As palavras foram ditas com um tom extremamente provocador, e Catarina Silveira sentiu que ia desmaiar de raiva.
— Mãe, olhe para ela!
Sem saber como lidar com Estrela Loureiro, Catarina Silveira se voltou para Larissa Diniz.
Larissa Diniz também sentia a cabeça latejar de dor.
— Chega, olhar o quê?
Ela não queria nem olhar para Estrela Loureiro agora.
Sua língua era afiada como a ponta de uma agulha, perfurando as pessoas com dor.
Catarina Silveira bateu o pé, furiosa, e lançou um olhar de ódio para Estrela Loureiro.
Nesse momento, o melhor para Estrela Loureiro era descansar.
Depois de ficar em pé por pouco tempo, ela se sentiu cansada e procurou um lugar para se sentar.

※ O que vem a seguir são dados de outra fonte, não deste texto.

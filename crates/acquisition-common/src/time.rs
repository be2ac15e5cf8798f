//! Time handling for catalog queries.

use chrono::{DateTime, NaiveDate, NaiveDateTime, TimeZone, Utc};
use serde::{Deserialize, Serialize};

use crate::error::{AcqResult, AcquisitionError};

/// Format used by the catalog's `temporal` parameter (no offset, `Z` appended).
const CATALOG_TIME_FORMAT: &str = "%Y-%m-%dT%H:%M:%S";

/// A closed time range for catalog queries.
#[derive(Debug, Clone, Copy, PartialEq, Eq, Hash, Serialize, Deserialize)]
pub struct TemporalRange {
    pub start: DateTime<Utc>,
    pub end: DateTime<Utc>,
}

impl TemporalRange {
    /// Create a range, rejecting `start > end`.
    pub fn new(start: DateTime<Utc>, end: DateTime<Utc>) -> AcqResult<Self> {
        if start > end {
            return Err(AcquisitionError::InvalidTemporalRange(format!(
                "start {} is after end {}",
                start, end
            )));
        }
        Ok(Self { start, end })
    }

    /// Build a range from two `YYYY-MM-DD` strings.
    pub fn from_dates(start: &str, end: &str) -> AcqResult<Self> {
        Self::new(parse_date(start)?, parse_date(end)?)
    }

    /// Render as the catalog `temporal` value: `"<startISO>Z,<endISO>Z"`.
    pub fn to_catalog_param(&self) -> String {
        format!(
            "{}Z,{}Z",
            self.start.format(CATALOG_TIME_FORMAT),
            self.end.format(CATALOG_TIME_FORMAT)
        )
    }

    pub fn contains(&self, t: DateTime<Utc>) -> bool {
        t >= self.start && t <= self.end
    }
}

/// Parse a `YYYY-MM-DD` date as midnight UTC.
pub fn parse_date(s: &str) -> AcqResult<DateTime<Utc>> {
    let date = NaiveDate::parse_from_str(s.trim(), "%Y-%m-%d").map_err(|_| {
        AcquisitionError::InvalidTime(format!("'{}': expected YYYY-MM-DD", s))
    })?;
    let midnight = date
        .and_hms_opt(0, 0, 0)
        .ok_or_else(|| AcquisitionError::InvalidTime(s.to_string()))?;
    Ok(Utc.from_utc_datetime(&midnight))
}

/// Parse an ISO 8601 timestamp, falling back to a naive UTC time or a bare date.
pub fn parse_datetime(s: &str) -> AcqResult<DateTime<Utc>> {
    if let Ok(dt) = DateTime::parse_from_rfc3339(s) {
        return Ok(dt.with_timezone(&Utc));
    }

    if let Ok(ndt) = NaiveDateTime::parse_from_str(s, CATALOG_TIME_FORMAT) {
        return Ok(Utc.from_utc_datetime(&ndt));
    }

    parse_date(s)
}

#[cfg(test)]
mod tests {
    use super::*;

    #[test]
    fn test_catalog_param_format() {
        let range = TemporalRange::from_dates("2019-05-18", "2019-06-18").unwrap();
        assert_eq!(
            range.to_catalog_param(),
            "2019-05-18T00:00:00Z,2019-06-18T00:00:00Z"
        );
    }

    #[test]
    fn test_reversed_range_rejected() {
        let err = TemporalRange::from_dates("2020-01-02", "2020-01-01").unwrap_err();
        assert!(matches!(err, AcquisitionError::InvalidTemporalRange(_)));
    }

    #[test]
    fn test_single_instant_range_allowed() {
        let range = TemporalRange::from_dates("2020-01-01", "2020-01-01").unwrap();
        assert!(range.contains(parse_date("2020-01-01").unwrap()));
    }

    #[test]
    fn test_parse_date_rejects_other_formats() {
        assert!(parse_date("01/02/2020").is_err());
        assert!(parse_date("2020-13-01").is_err());
    }

    #[test]
    fn test_parse_datetime_variants() {
        let a = parse_datetime("2024-01-15T12:00:00Z").unwrap();
        let b = parse_datetime("2024-01-15T12:00:00").unwrap();
        assert_eq!(a, b);
        let c = parse_datetime("2024-01-15").unwrap();
        assert_eq!(c.format("%H").to_string(), "00");
    }
}
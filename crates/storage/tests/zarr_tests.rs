//! Reading Zarr stores written to a temp directory.

use std::path::Path;
use std::sync::Arc;

use grid_dataset::cf::EPOCH_UNITS;
use serde_json::json;
use storage::{open_zarr, storage_for, StorageError, ZarrStoreOpener};
use test_utils::assert_approx_eq;
use zarrs::array::{ArrayBuilder, DataType, FillValue};
use zarrs::array_subset::ArraySubset;
use zarrs::group::GroupBuilder;
use zarrs_filesystem::FilesystemStore;

type TestResult = Result<(), Box<dyn std::error::Error>>;

fn attrs(dims: &[&str], extra: serde_json::Value) -> serde_json::Map<String, serde_json::Value> {
    let mut map = serde_json::Map::new();
    map.insert("_ARRAY_DIMENSIONS".to_string(), json!(dims));
    if let serde_json::Value::Object(extra) = extra {
        map.extend(extra);
    }
    map
}

fn write_f64(store: &Arc<FilesystemStore>, path: &str, dims: &[&str], values: &[f64], extra: serde_json::Value) -> TestResult {
    let array = ArrayBuilder::new(
        vec![values.len() as u64],
        DataType::Float64,
        vec![values.len() as u64].try_into()?,
        FillValue::from(f64::NAN),
    )
    .attributes(attrs(dims, extra))
    .build(store.clone(), path)?;
    array.store_metadata()?;
    let subset = ArraySubset::new_with_start_shape(vec![0], vec![values.len() as u64])?;
    array.store_array_subset_elements(&subset, values)?;
    Ok(())
}

/// A one-day store: `time(1)`, `lat(2)`, `lon(3)`, float `sst` and packed
/// int16 `analysed_sst`.
fn write_store(dir: &Path) -> TestResult {
    let store = Arc::new(FilesystemStore::new(dir)?);

    GroupBuilder::new()
        .attributes({
            let mut map = serde_json::Map::new();
            map.insert("title".to_string(), json!("synthetic SST"));
            map
        })
        .build(store.clone(), "/")?
        .store_metadata()?;

    write_f64(&store, "/time", &["time"], &[1.0], json!({"units": "days since 2023-01-01"}))?;
    write_f64(&store, "/lat", &["lat"], &[38.8, 38.9], json!({"units": "degrees_north"}))?;
    write_f64(&store, "/lon", &["lon"], &[-76.6, -76.55, -76.5], json!({}))?;

    let sst = ArrayBuilder::new(
        vec![1, 2, 3],
        DataType::Float32,
        vec![1u64, 2, 3].try_into()?,
        FillValue::from(f32::NAN),
    )
    .attributes(attrs(&["time", "lat", "lon"], json!({"units": "K"})))
    .build(store.clone(), "/sst")?;
    sst.store_metadata()?;
    let subset = ArraySubset::new_with_start_shape(vec![0, 0, 0], vec![1, 2, 3])?;
    sst.store_array_subset_elements::<f32>(&subset, &[280.0, 281.0, 282.0, 283.0, 284.0, 285.0])?;

    let packed = ArrayBuilder::new(
        vec![1, 2, 3],
        DataType::Int16,
        vec![1u64, 2, 3].try_into()?,
        FillValue::from(-32768i16),
    )
    .attributes(attrs(
        &["time", "lat", "lon"],
        json!({"scale_factor": 0.01, "add_offset": 273.15, "_FillValue": -32768}),
    ))
    .build(store.clone(), "/analysed_sst")?;
    packed.store_metadata()?;
    packed.store_array_subset_elements::<i16>(&subset, &[0, 100, -32768, 200, 300, 400])?;

    Ok(())
}

#[test]
fn test_open_store_structure() -> TestResult {
    let dir = tempfile::tempdir()?;
    write_store(dir.path())?;

    let storage = storage_for(&dir.path().display().to_string(), "us-west-2")?;
    let ds = open_zarr(storage, "test store")?;

    assert_eq!(ds.dim_len("time"), Some(1));
    assert_eq!(ds.dim_len("lat"), Some(2));
    assert_eq!(ds.dim_len("lon"), Some(3));
    assert_eq!(ds.data_variable_names(), vec!["analysed_sst", "sst"]);
    assert_eq!(ds.indexed_dims().count(), 3);
    assert_eq!(ds.attributes.get("title"), Some(&json!("synthetic SST")));

    let lat = ds.variable("lat").unwrap();
    assert!(lat.is_coordinate());
    assert!(!lat.attributes.contains_key("_ARRAY_DIMENSIONS"));
    Ok(())
}

#[test]
fn test_time_coordinate_decoded() -> TestResult {
    let dir = tempfile::tempdir()?;
    write_store(dir.path())?;

    let ds = open_zarr(storage_for(&dir.path().display().to_string(), "us-west-2")?, "t")?;

    let time = ds.index("time").unwrap();
    assert_eq!(time.values.as_slice(), &[1_672_617_600.0]);
    assert_eq!(
        ds.variable("time").unwrap().attributes.get("units"),
        Some(&json!(EPOCH_UNITS))
    );
    Ok(())
}

#[test]
fn test_data_read_lazily_and_unpacked() -> TestResult {
    let dir = tempfile::tempdir()?;
    write_store(dir.path())?;

    let ds = open_zarr(storage_for(&dir.path().display().to_string(), "us-west-2")?, "t")?;

    let sst = ds.variable("sst").unwrap().load()?;
    assert_eq!(sst.shape, vec![1, 2, 3]);
    assert_eq!(sst.get(&[0, 1, 2]), Some(285.0));

    let packed = ds.variable("analysed_sst").unwrap().load()?;
    assert_approx_eq!(packed.get(&[0, 0, 0]).unwrap(), 273.15, 1e-6);
    assert_approx_eq!(packed.get(&[0, 0, 1]).unwrap(), 274.15, 1e-6);
    assert!(packed.get(&[0, 0, 2]).unwrap().is_nan());
    Ok(())
}

#[tokio::test]
async fn test_store_opener_local_path() -> TestResult {
    let dir = tempfile::tempdir()?;
    write_store(dir.path())?;

    let opener = ZarrStoreOpener::new("us-west-2");
    let ds = opener
        .open(&format!("file://{}", dir.path().display()))
        .await?;
    assert!(ds.variable("sst").is_some());
    Ok(())
}

#[tokio::test]
async fn test_empty_store_is_an_error() -> TestResult {
    let dir = tempfile::tempdir()?;

    let err = ZarrStoreOpener::new("us-west-2")
        .open(&dir.path().display().to_string())
        .await
        .unwrap_err();
    assert!(matches!(err, StorageError::Zarr { .. }));
    Ok(())
}
//! Common test fixtures for acquisition tests.
//!
//! Catalog and credential responses shaped like the real services return
//! them, plus a few reusable query extents.

use serde_json::{json, Value};

/// Common bounding box definitions for testing, as (west, south, east, north).
pub mod bbox {
    /// Global bounding box
    pub const GLOBAL: (f64, f64, f64, f64) = (-180.0, -90.0, 180.0, 90.0);

    /// Small box over the Chesapeake Bay
    pub const CHESAPEAKE: (f64, f64, f64, f64) = (-76.6, 38.8, -76.5, 38.9);

    /// Continental United States
    pub const CONUS: (f64, f64, f64, f64) = (-130.0, 20.0, -60.0, 55.0);

    /// Invalid bbox (west > east)
    pub const INVALID: (f64, f64, f64, f64) = (10.0, 10.0, 5.0, 5.0);
}

/// Common time values for testing.
pub mod time {
    pub const START_DATE: &str = "2023-01-01";
    pub const END_DATE: &str = "2023-01-05";
    pub const START_TIME: &str = "2023-01-01T00:00:00Z";
    pub const END_TIME: &str = "2023-01-05T00:00:00Z";
}

/// Provider ids as they appear in catalog metadata.
pub mod providers {
    pub const GES_DISC: &str = "GES_DISC";
    pub const POCLOUD: &str = "POCLOUD";
    pub const LPDAAC: &str = "LPDAAC";
}

/// One UMM JSON granule hit.
///
/// The first related URL carries the file name, the second is the data URL.
pub fn umm_hit(file_name: &str, data_url: &str, provider: &str) -> Value {
    json!({
        "meta": {
            "provider-id": provider,
            "concept-id": format!("G-{}", file_name),
        },
        "umm": {
            "RelatedUrls": [
                {"URL": format!("https://search.earthdata.nasa.gov/granules/{}", file_name), "Type": "GET DATA"},
                {"URL": data_url, "Type": "GET DATA VIA DIRECT ACCESS"}
            ],
            "TemporalExtent": {
                "RangeDateTime": {
                    "BeginningDateTime": "2023-01-01T00:00:00.000Z",
                    "EndingDateTime": "2023-01-01T23:59:59.999Z"
                }
            },
            "SpatialExtent": {
                "HorizontalSpatialDomain": {
                    "Geometry": {
                        "BoundingRectangles": [{
                            "WestBoundingCoordinate": -180.0,
                            "EastBoundingCoordinate": 180.0,
                            "NorthBoundingCoordinate": 90.0,
                            "SouthBoundingCoordinate": -90.0
                        }]
                    }
                }
            },
            "DataGranule": {"DayNightFlag": "Unspecified"}
        }
    })
}

/// Hit for `s3://{bucket}/{file_name}`.
pub fn s3_hit(bucket: &str, file_name: &str, provider: &str) -> Value {
    umm_hit(file_name, &format!("s3://{}/{}", bucket, file_name), provider)
}

/// A page of hits.
pub fn catalog_page(hits: Vec<Value>) -> Value {
    json!({
        "hits": hits.len(),
        "took": 12,
        "items": hits,
    })
}

/// A page with zero hits, which ends pagination.
pub fn empty_page() -> Value {
    catalog_page(Vec::new())
}

/// A temporary-credential response from a provider's credential endpoint.
pub fn credential_response(access_key_id: &str) -> Value {
    json!({
        "accessKeyId": access_key_id,
        "secretAccessKey": format!("{}-secret", access_key_id),
        "sessionToken": format!("{}-token", access_key_id),
        "expiration": "2023-01-01 01:00:00+00:00",
    })
}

De longe, a voz de Felipe Silveira soou.
— Só Jane Cassie pode fazer isso?
Jane Cassie!
Seus homens tinham acabado de chegar ao país Y e encontraram alguns problemas ao tentar marcar um encontro.
Diziam que Jane Cassie era uma pessoa de temperamento muito peculiar.
Ele costumava pensar: como um médico, por mais peculiar que fosse seu temperamento, poderia ignorar a vida e a morte de um paciente?
Mas desta vez, quando seus homens nem conseguiam encontrá-la.
Felipe Silveira percebeu que o problema com essa pessoa provavelmente ia além de um simples temperamento peculiar!
O médico conversou com Felipe Silveira por um bom tempo.
Quando Felipe Silveira voltou, sua expressão era extremamente séria.
Beatriz Viana se aproximou, instintivamente tentando puxar a roupa de Felipe Silveira.
— Fernando, como foi?
Assim que o nome “Fernando” foi pronunciado, Estrela Loureiro viu claramente a expressão de Larissa Diniz.